Educators began adopting the terminology of networks from research in
fields of sociology, mathematics, and physics. In particular, educators
adopted a relational and community-based focus in the application of
computer networks (de Laat, 2006, p. 75). Hiltz and Wellman (1997), for
example, applied community principles as a means of expressing the
value of networks mediated or enabled by technology.
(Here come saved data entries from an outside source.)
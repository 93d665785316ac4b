// SPDX-License-Identifier: MPL-2.0
//! `iced_playbar` provides on-screen playback control widgets for video
//! players built with the Iced GUI framework.
//!
//! The crate is presentation wiring only: the playback cluster
//! (backward / play-pause / forward), an aspect-fill toggle, and a subtitle
//! track menu, all reading and commanding an externally-owned player through
//! the [`player::PlayerCoordinator`] contract. It demonstrates
//! internationalization with Fluent, user preference management, and a
//! platform-driven presentation policy.
//!
//! # Example
//!
//! ```no_run
//! use iced_playbar::config;
//! use iced_playbar::i18n::I18n;
//! use iced_playbar::ui::controls::{self, ViewContext};
//! use iced_playbar::ui::platform::PresentationPolicy;
//!
//! # fn view(player: &dyn iced_playbar::player::PlayerCoordinator) {
//! let config = config::load().unwrap_or_default();
//! let i18n = I18n::new(None, &config);
//! let ctx = ViewContext {
//!     i18n: &i18n,
//!     policy: PresentationPolicy::for_platform(config.platform()),
//!     skip_interval_secs: config.skip_interval_secs(),
//! };
//!
//! let cluster = controls::playback_controls(&ctx, player);
//! # let _ = cluster;
//! # }
//! ```

#![doc(html_root_url = "https://docs.rs/iced_playbar/0.1.0")]

pub mod config;
pub mod error;
pub mod i18n;
pub mod player;
pub mod ui;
Stage Three: Theoretical and Transformation Views of Learning, Cognition, and Knowledge

The third stage of development in network views can be found in the
concept of cognition and knowledge distributed across networks of
people, aided by technology. Salomon (1993) suggested the development
of distributed cognition—cognition that occurs “in conjunction or
partnership with others” (p. xiii), is due to three reasons:

(a) the growth of computers as tools to assist in intellectual activity,

(b) growing interest in Vygotsky’s theory of cognition as a product of a particular context or social setting, and

(c) dissatisfaction of the limitations of cognition when viewed as solely “in-the-head” (p. xiv).

Culture and knowledge are distributed as a result of “everyday
interactions among people”, resulting in the “social distribution of
cognition” (Cole & Engeström, 1993, p. 15), again supporting the
importance of social interactions as a means of learning.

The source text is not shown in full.